◆ INSTRUCTIONS TO FOLLOW: Every line below that includes the word "Debug" needs to be copied.

━━━ GIVEN INFORMATION

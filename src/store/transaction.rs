use std::collections::BTreeMap;
use std::sync::atomic::{AtomicI64, Ordering};
use std::sync::Arc;

use async_trait::async_trait;
use serde::de::DeserializeOwned;
use serde::{Deserialize, Serialize};
use serde_json::Value;

use crate::db::{KvStore, KvWrite};
use crate::error::{AppError, Result};
use crate::models::keys;

/// Source of "now" for mutators and the sync engine, in unix milliseconds.
pub trait Clock: Send + Sync {
    fn now_ms(&self) -> i64;
}

pub struct SystemClock;

impl Clock for SystemClock {
    fn now_ms(&self) -> i64 {
        chrono::Utc::now().timestamp_millis()
    }
}

/// Clock that only moves when told to. Used by tests and headless tools
/// that need reproducible timestamps.
pub struct ManualClock(AtomicI64);

impl ManualClock {
    pub fn new(now_ms: i64) -> Self {
        Self(AtomicI64::new(now_ms))
    }

    pub fn set(&self, now_ms: i64) {
        self.0.store(now_ms, Ordering::SeqCst);
    }

    pub fn advance(&self, ms: i64) {
        self.0.fetch_add(ms, Ordering::SeqCst);
    }
}

impl Clock for ManualClock {
    fn now_ms(&self) -> i64 {
        self.0.load(Ordering::SeqCst)
    }
}

pub const ANNOTATIONS_PER_ARTICLE: &str = "annotationsPerArticle";
pub const ARTICLES_BY_TOPIC: &str = "articlesByTopic";

#[derive(Debug, Clone, Default, PartialEq, Serialize, Deserialize)]
#[serde(rename_all = "camelCase")]
pub struct ScanOptions {
    #[serde(default)]
    pub prefix: Option<String>,
    /// Emulated secondary index. When set, `prefix` is the indexed value.
    #[serde(default)]
    pub index_name: Option<String>,
    #[serde(default)]
    pub start: Option<ScanStart>,
    #[serde(default)]
    pub limit: Option<usize>,
}

#[derive(Debug, Clone, PartialEq, Serialize, Deserialize)]
pub struct ScanStart {
    pub key: String,
    #[serde(default)]
    pub exclusive: bool,
}

impl ScanOptions {
    pub fn prefix(prefix: impl Into<String>) -> Self {
        Self {
            prefix: Some(prefix.into()),
            ..Default::default()
        }
    }

    pub fn index(index_name: &str, value: impl Into<String>) -> Self {
        Self {
            prefix: Some(value.into()),
            index_name: Some(index_name.to_string()),
            ..Default::default()
        }
    }

    /// Key range that has to be read from storage before filtering.
    fn storage_prefix(&self) -> Result<Option<&str>> {
        match self.index_name.as_deref() {
            None => Ok(self.prefix.as_deref()),
            Some(ANNOTATIONS_PER_ARTICLE) => Ok(Some(keys::ANNOTATIONS)),
            Some(ARTICLES_BY_TOPIC) => Ok(Some(keys::ARTICLES)),
            Some(other) => Err(AppError::invalid_argument(
                "scan",
                format!("unknown index {other}"),
            )),
        }
    }

    /// Narrow key-ordered entries down to what the options select.
    fn select(&self, entries: impl IntoIterator<Item = (String, Value)>) -> Result<Vec<(String, Value)>> {
        let indexed_field = match self.index_name.as_deref() {
            Some(ANNOTATIONS_PER_ARTICLE) => Some((keys::ANNOTATIONS, "article_id")),
            Some(ARTICLES_BY_TOPIC) => Some((keys::ARTICLES, "topic_id")),
            Some(other) => {
                return Err(AppError::invalid_argument(
                    "scan",
                    format!("unknown index {other}"),
                ))
            }
            None => None,
        };
        let wanted = self.prefix.as_deref().unwrap_or_default();

        let selected = entries
            .into_iter()
            .filter(|(key, value)| match indexed_field {
                Some((family, field)) => {
                    key.starts_with(family)
                        && value.get(field).and_then(Value::as_str) == Some(wanted)
                }
                None => key.starts_with(wanted),
            })
            .filter(|(key, _)| match &self.start {
                Some(start) if start.exclusive => key.as_str() > start.key.as_str(),
                Some(start) => key.as_str() >= start.key.as_str(),
                None => true,
            })
            .take(self.limit.unwrap_or(usize::MAX))
            .collect();
        Ok(selected)
    }
}

/// Read access shared by read-only and read-write transactions, so that
/// accessors run unchanged inside mutators.
#[async_trait]
pub trait ReadTx: Send + Sync {
    async fn get(&self, key: &str) -> Result<Option<Value>>;

    fn now_ms(&self) -> i64;

    async fn has(&self, key: &str) -> Result<bool> {
        Ok(self.get(key).await?.is_some())
    }

    /// Entries in ascending key order.
    async fn scan(&self, options: &ScanOptions) -> Result<Vec<(String, Value)>>;
}

pub async fn get_as<T: DeserializeOwned>(tx: &dyn ReadTx, key: &str) -> Result<Option<T>> {
    match tx.get(key).await? {
        Some(value) => Ok(Some(serde_json::from_value(value)?)),
        None => Ok(None),
    }
}

/// Typed scan. Records that no longer match their model are skipped.
pub async fn scan_as<T: DeserializeOwned>(tx: &dyn ReadTx, options: &ScanOptions) -> Result<Vec<T>> {
    let entries = tx.scan(options).await?;
    Ok(entries
        .into_iter()
        .filter_map(|(key, value)| match serde_json::from_value(value) {
            Ok(record) => Some(record),
            Err(e) => {
                tracing::warn!("Skipping malformed record {}: {}", key, e);
                None
            }
        })
        .collect())
}

pub struct ReadTransaction {
    store: KvStore,
    namespace: String,
    clock: Arc<dyn Clock>,
}

impl ReadTransaction {
    pub fn new(store: KvStore, namespace: impl Into<String>, clock: Arc<dyn Clock>) -> Self {
        Self {
            store,
            namespace: namespace.into(),
            clock,
        }
    }
}

#[async_trait]
impl ReadTx for ReadTransaction {
    async fn get(&self, key: &str) -> Result<Option<Value>> {
        self.store.get(&self.namespace, key).await
    }

    fn now_ms(&self) -> i64 {
        self.clock.now_ms()
    }

    async fn has(&self, key: &str) -> Result<bool> {
        self.store.has(&self.namespace, key).await
    }

    async fn scan(&self, options: &ScanOptions) -> Result<Vec<(String, Value)>> {
        let entries = self
            .store
            .entries(&self.namespace, options.storage_prefix()?)
            .await?;
        options.select(entries)
    }
}

/// Buffers writes in a key-ordered overlay. Nothing reaches storage until
/// `commit`, and a transaction dropped without committing writes nothing.
pub struct WriteTransaction {
    store: KvStore,
    namespace: String,
    clock: Arc<dyn Clock>,
    overlay: BTreeMap<String, Option<Value>>,
}

impl WriteTransaction {
    pub fn new(store: KvStore, namespace: impl Into<String>, clock: Arc<dyn Clock>) -> Self {
        Self {
            store,
            namespace: namespace.into(),
            clock,
            overlay: BTreeMap::new(),
        }
    }

    pub fn put(&mut self, key: impl Into<String>, value: Value) {
        self.overlay.insert(key.into(), Some(value));
    }

    pub fn put_record<T: Serialize>(&mut self, key: impl Into<String>, record: &T) -> Result<()> {
        self.put(key, serde_json::to_value(record)?);
        Ok(())
    }

    /// Returns whether the key existed, counting earlier writes of this transaction.
    pub async fn delete(&mut self, key: &str) -> Result<bool> {
        let existed = self.has(key).await?;
        self.overlay.insert(key.to_string(), None);
        Ok(existed)
    }

    pub fn is_empty(&self) -> bool {
        self.overlay.is_empty()
    }

    /// Apply every buffered write in one storage transaction and return the
    /// keys that were written.
    pub async fn commit(self) -> Result<Vec<String>> {
        let changed: Vec<String> = self.overlay.keys().cloned().collect();
        let writes: Vec<KvWrite> = self.overlay.into_iter().collect();
        self.store.apply(&self.namespace, writes).await?;
        Ok(changed)
    }
}

#[async_trait]
impl ReadTx for WriteTransaction {
    async fn get(&self, key: &str) -> Result<Option<Value>> {
        match self.overlay.get(key) {
            Some(buffered) => Ok(buffered.clone()),
            None => self.store.get(&self.namespace, key).await,
        }
    }

    fn now_ms(&self) -> i64 {
        self.clock.now_ms()
    }

    async fn scan(&self, options: &ScanOptions) -> Result<Vec<(String, Value)>> {
        let prefix = options.storage_prefix()?;
        let mut merged: BTreeMap<String, Value> = self
            .store
            .entries(&self.namespace, prefix)
            .await?
            .into_iter()
            .collect();

        let prefix = prefix.unwrap_or_default();
        for (key, buffered) in self.overlay.range(prefix.to_string()..) {
            if !key.starts_with(prefix) {
                break;
            }
            match buffered {
                Some(value) => merged.insert(key.clone(), value.clone()),
                None => merged.remove(key),
            };
        }

        options.select(merged)
    }
}

#[cfg(test)]
mod tests {
    use super::*;
    use serde_json::json;

    async fn seeded() -> KvStore {
        let store = KvStore::open_in_memory().await.unwrap();
        store
            .apply(
                "local",
                vec![
                    ("annotations/a".into(), Some(json!({ "id": "a", "article_id": "art1" }))),
                    ("annotations/b".into(), Some(json!({ "id": "b", "article_id": "art2" }))),
                    ("annotations/c".into(), Some(json!({ "id": "c", "article_id": "art1" }))),
                    ("articles/art1".into(), Some(json!({ "id": "art1", "topic_id": "t1" }))),
                    ("settings".into(), Some(json!({}))),
                ],
            )
            .await
            .unwrap();
        store
    }

    fn keys_of(entries: &[(String, Value)]) -> Vec<&str> {
        entries.iter().map(|(k, _)| k.as_str()).collect()
    }

    #[tokio::test]
    async fn scan_applies_start_and_limit_after_prefix() {
        let tx = ReadTransaction::new(seeded().await, "local", Arc::new(SystemClock));

        let all = tx.scan(&ScanOptions::default()).await.unwrap();
        assert_eq!(
            keys_of(&all),
            vec!["annotations/a", "annotations/b", "annotations/c", "articles/art1", "settings"]
        );

        let options = ScanOptions {
            prefix: Some("annotations/".into()),
            start: Some(ScanStart {
                key: "annotations/a".into(),
                exclusive: true,
            }),
            limit: Some(1),
            ..Default::default()
        };
        assert_eq!(keys_of(&tx.scan(&options).await.unwrap()), vec!["annotations/b"]);
    }

    #[tokio::test]
    async fn index_scan_filters_by_indexed_field() {
        let tx = ReadTransaction::new(seeded().await, "local", Arc::new(SystemClock));

        let per_article = tx
            .scan(&ScanOptions::index(ANNOTATIONS_PER_ARTICLE, "art1"))
            .await
            .unwrap();
        assert_eq!(keys_of(&per_article), vec!["annotations/a", "annotations/c"]);

        let by_topic = tx.scan(&ScanOptions::index(ARTICLES_BY_TOPIC, "t1")).await.unwrap();
        assert_eq!(keys_of(&by_topic), vec!["articles/art1"]);

        let err = tx.scan(&ScanOptions::index("byColour", "red")).await.unwrap_err();
        assert!(matches!(err, AppError::InvalidArgument { .. }));
    }

    #[tokio::test]
    async fn write_overlay_is_visible_before_commit_only_to_itself() {
        let store = seeded().await;
        let mut tx = WriteTransaction::new(store.clone(), "local", Arc::new(ManualClock::new(0)));

        tx.put("annotations/d", json!({ "id": "d", "article_id": "art1" }));
        assert!(tx.delete("annotations/a").await.unwrap());
        assert!(!tx.delete("annotations/zzz").await.unwrap());

        let seen = tx.scan(&ScanOptions::prefix("annotations/")).await.unwrap();
        assert_eq!(keys_of(&seen), vec!["annotations/b", "annotations/c", "annotations/d"]);
        assert!(store.get("local", "annotations/d").await.unwrap().is_none());

        let changed = tx.commit().await.unwrap();
        assert_eq!(changed, vec!["annotations/a", "annotations/d", "annotations/zzz"]);
        assert!(store.get("local", "annotations/a").await.unwrap().is_none());
        assert!(store.get("local", "annotations/d").await.unwrap().is_some());
    }

    #[tokio::test]
    async fn dropped_transaction_writes_nothing() {
        let store = seeded().await;
        {
            let mut tx = WriteTransaction::new(store.clone(), "local", Arc::new(SystemClock));
            tx.put("articles/new", json!({ "id": "new" }));
        }
        assert!(!store.has("local", "articles/new").await.unwrap());
    }
}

━━━━━━

◆ TASK RESPONSE:
#[derive(Debug, Clone, Default, PartialEq, Serialize, Deserialize)]
#[derive(Debug, Clone, PartialEq, Serialize, Deserialize)]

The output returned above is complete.